Michał Stachyra aka Puszon (born December 27, 1978, in Kraków, Poland) – polish game designer and publisher, owner of Kuźnia Gier publishing house.

He is author and publisher of RPG, boardgames and card games.

== RPG ==
Stachyra is co-author of:
- Wolsung: Steam Pulp Fantasy: main book and sourcebooks (2009-2015)
- The Witcher: Game of Imagination RPG sourcebook: Novigrad (2002) (set in The Witcher universe)
- Q-10 RPG system

He is an editor of Wolsung books and Polish versions of Savage Worlds, Adventurers and Grey Ranks.
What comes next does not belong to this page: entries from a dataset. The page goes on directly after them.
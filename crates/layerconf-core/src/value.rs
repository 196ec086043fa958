//! Configuration value tree
//!
//! The in-memory representation of a parsed document: scalars
//! (string, int, float, bool, null), sequences, and insertion-ordered
//! mappings. Values may still carry reference markers like `${a.b}`
//! until the interpolator has run.

use indexmap::IndexMap;
use serde::{Deserialize, Serialize};
use std::fmt;

use crate::error::{Error, Result};

/// A configuration value that may contain unresolved reference markers
#[derive(Debug, Clone, PartialEq, Serialize, Deserialize)]
#[serde(untagged)]
#[derive(Default)]
pub enum Value {
    /// Null value
    #[default]
    Null,
    /// Boolean value
    Bool(bool),
    /// Integer value
    Integer(i64),
    /// Floating point value
    Float(f64),
    /// String value (may contain markers like ${database.host})
    String(String),
    /// Sequence of values
    Sequence(Vec<Value>),
    /// Mapping of string keys to values
    Mapping(IndexMap<String, Value>),
}

impl Value {
    /// Check if this value is null
    pub fn is_null(&self) -> bool {
        matches!(self, Value::Null)
    }

    /// Check if this value is a boolean
    pub fn is_bool(&self) -> bool {
        matches!(self, Value::Bool(_))
    }

    /// Check if this value is an integer
    pub fn is_integer(&self) -> bool {
        matches!(self, Value::Integer(_))
    }

    /// Check if this value is a float
    pub fn is_float(&self) -> bool {
        matches!(self, Value::Float(_))
    }

    /// Check if this value is a string
    pub fn is_string(&self) -> bool {
        matches!(self, Value::String(_))
    }

    /// Check if this value is a sequence
    pub fn is_sequence(&self) -> bool {
        matches!(self, Value::Sequence(_))
    }

    /// Check if this value is a mapping
    pub fn is_mapping(&self) -> bool {
        matches!(self, Value::Mapping(_))
    }

    /// Get as boolean if this is a Bool
    pub fn as_bool(&self) -> Option<bool> {
        match self {
            Value::Bool(b) => Some(*b),
            _ => None,
        }
    }

    /// Get as i64 if this is an Integer
    pub fn as_i64(&self) -> Option<i64> {
        match self {
            Value::Integer(i) => Some(*i),
            _ => None,
        }
    }

    /// Get as f64 if this is a Float or Integer
    pub fn as_f64(&self) -> Option<f64> {
        match self {
            Value::Float(f) => Some(*f),
            Value::Integer(i) => Some(*i as f64),
            _ => None,
        }
    }

    /// Get as str if this is a String
    pub fn as_str(&self) -> Option<&str> {
        match self {
            Value::String(s) => Some(s),
            _ => None,
        }
    }

    /// Get as slice if this is a Sequence
    pub fn as_sequence(&self) -> Option<&[Value]> {
        match self {
            Value::Sequence(s) => Some(s),
            _ => None,
        }
    }

    /// Get as mapping if this is a Mapping
    pub fn as_mapping(&self) -> Option<&IndexMap<String, Value>> {
        match self {
            Value::Mapping(m) => Some(m),
            _ => None,
        }
    }

    /// Get a value by path (e.g., "database.host" or "servers[0].name")
    ///
    /// Descends left to right. A missing key or out-of-range index is a
    /// `PathNotFound` error value, never a panic; callers decide whether
    /// that is fatal.
    pub fn get_path(&self, path: &str) -> Result<&Value> {
        if path.is_empty() {
            return Ok(self);
        }

        let segments = parse_path(path)?;
        let mut current = self;

        for segment in &segments {
            current = match segment {
                PathSegment::Key(key) => match current {
                    Value::Mapping(map) => map
                        .get(key.as_str())
                        .ok_or_else(|| Error::path_not_found(path))?,
                    _ => return Err(Error::path_not_found(path)),
                },
                PathSegment::Index(idx) => match current {
                    Value::Sequence(seq) => {
                        seq.get(*idx).ok_or_else(|| Error::path_not_found(path))?
                    }
                    _ => return Err(Error::path_not_found(path)),
                },
            };
        }

        Ok(current)
    }

    /// Returns the type name of this value
    pub fn type_name(&self) -> &'static str {
        match self {
            Value::Null => "null",
            Value::Bool(_) => "boolean",
            Value::Integer(_) => "integer",
            Value::Float(_) => "float",
            Value::String(_) => "string",
            Value::Sequence(_) => "sequence",
            Value::Mapping(_) => "mapping",
        }
    }

    /// Merge another value into this one
    ///
    /// Merge semantics:
    /// - Mappings: deep merge recursively. Shared and base-only keys keep
    ///   the base's order; override-only keys are appended in the
    ///   override's order.
    /// - Anything else (scalar, sequence, or mismatched kinds): `other`
    ///   replaces this value wholesale. Sequences are never concatenated.
    pub fn merge(&mut self, other: Value) {
        match (self, other) {
            // Both are mappings: deep merge
            (Value::Mapping(base), Value::Mapping(overlay)) => {
                for (key, overlay_value) in overlay {
                    if let Some(base_value) = base.get_mut(&key) {
                        // Key exists in both: recursive merge
                        base_value.merge(overlay_value);
                    } else {
                        // Key only in overlay: append it
                        base.insert(key, overlay_value);
                    }
                }
            }
            // Any other combination: overlay wins (replacement)
            (this, other) => {
                *this = other;
            }
        }
    }

    /// Create a merged value from two values (non-mutating)
    pub fn merged(mut self, other: Value) -> Value {
        self.merge(other);
        self
    }

    /// Count the nodes in this tree, including this one
    ///
    /// Used by the interpolator to bound its fixpoint iteration.
    pub fn node_count(&self) -> usize {
        match self {
            Value::Sequence(seq) => 1 + seq.iter().map(Value::node_count).sum::<usize>(),
            Value::Mapping(map) => 1 + map.values().map(Value::node_count).sum::<usize>(),
            _ => 1,
        }
    }
}

impl fmt::Display for Value {
    fn fmt(&self, f: &mut fmt::Formatter<'_>) -> fmt::Result {
        match self {
            Value::Null => write!(f, "null"),
            Value::Bool(b) => write!(f, "{}", b),
            Value::Integer(i) => write!(f, "{}", i),
            Value::Float(n) => write!(f, "{}", n),
            Value::String(s) => write!(f, "{}", s),
            Value::Sequence(seq) => {
                write!(f, "[")?;
                for (i, v) in seq.iter().enumerate() {
                    if i > 0 {
                        write!(f, ", ")?;
                    }
                    write!(f, "{}", v)?;
                }
                write!(f, "]")
            }
            Value::Mapping(map) => {
                write!(f, "{{")?;
                for (i, (k, v)) in map.iter().enumerate() {
                    if i > 0 {
                        write!(f, ", ")?;
                    }
                    write!(f, "{}: {}", k, v)?;
                }
                write!(f, "}}")
            }
        }
    }
}

// Convenient From implementations
impl From<bool> for Value {
    fn from(b: bool) -> Self {
        Value::Bool(b)
    }
}

impl From<i64> for Value {
    fn from(i: i64) -> Self {
        Value::Integer(i)
    }
}

impl From<i32> for Value {
    fn from(i: i32) -> Self {
        Value::Integer(i as i64)
    }
}

impl From<f64> for Value {
    fn from(f: f64) -> Self {
        Value::Float(f)
    }
}

impl From<String> for Value {
    fn from(s: String) -> Self {
        Value::String(s)
    }
}

impl From<&str> for Value {
    fn from(s: &str) -> Self {
        Value::String(s.to_string())
    }
}

impl<T: Into<Value>> From<Vec<T>> for Value {
    fn from(v: Vec<T>) -> Self {
        Value::Sequence(v.into_iter().map(Into::into).collect())
    }
}

impl From<IndexMap<String, Value>> for Value {
    fn from(m: IndexMap<String, Value>) -> Self {
        Value::Mapping(m)
    }
}

/// A segment in a path expression
#[derive(Debug, Clone, PartialEq)]
enum PathSegment {
    /// A key in a mapping (e.g., "database" in "database.host")
    Key(String),
    /// An index in a sequence (e.g., 0 in "servers[0]")
    Index(usize),
}

/// Parse a path string into segments
/// Supports: "key", "key.subkey", "key[0]", "key[0].subkey"
fn parse_path(path: &str) -> Result<Vec<PathSegment>> {
    let mut segments = Vec::new();
    let mut current_key = String::new();
    let mut chars = path.chars().peekable();

    while let Some(c) = chars.next() {
        match c {
            '.' => {
                if !current_key.is_empty() {
                    segments.push(PathSegment::Key(current_key.clone()));
                    current_key.clear();
                }
            }
            '[' => {
                if !current_key.is_empty() {
                    segments.push(PathSegment::Key(current_key.clone()));
                    current_key.clear();
                }
                // Parse index
                let mut index_str = String::new();
                while let Some(&c) = chars.peek() {
                    if c == ']' {
                        chars.next();
                        break;
                    }
                    index_str.push(chars.next().unwrap());
                }
                let idx: usize = index_str.parse().map_err(|_| {
                    Error::parse(format!("Invalid array index in path: {}", index_str))
                })?;
                segments.push(PathSegment::Index(idx));
            }
            ']' => {
                return Err(Error::parse("Unexpected ']' in path"));
            }
            _ => {
                current_key.push(c);
            }
        }
    }

    if !current_key.is_empty() {
        segments.push(PathSegment::Key(current_key));
    }

    Ok(segments)
}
== Board and card games ==
Michał Stachyra is an author of more than 20 board and card games:
Aktywuj Warszawę, Erynie, Evolutio!, Fandoom, Gazociągi: Gra o inwestycje, Grunwald: Walka 600-lecia, Intryga 13th Street, Iwigilacja - gra towarzyska, Inwigilacja luksusowa, Kapitan Bomba, Kogeneracja, Kung Fu, Labirynt Czarnoksiężnika, Magiczna Warka, Na sygnale, Pirates 2ed: Governor's Daughter, Pioniersi, Polowanie na Trolla, Process legislacyjny - gra planszowa, Rice Wars, Ryzykanci: Koleje Fortuny, Troja, Tropem Dębowego Liścia, Veto, Veto: the Boardgame, Wiochmen Rejser, The Witcher card games Wiedźmin - Przygodowa Gra Karciana and the promotional Wiedźmin game included in the first computer game, Wolsung: the Boardgame, Wypas.

== Awards ==
Stachyra won Śląkfa Award (2009) and Identyfkatory Pyrkonu Award (2015)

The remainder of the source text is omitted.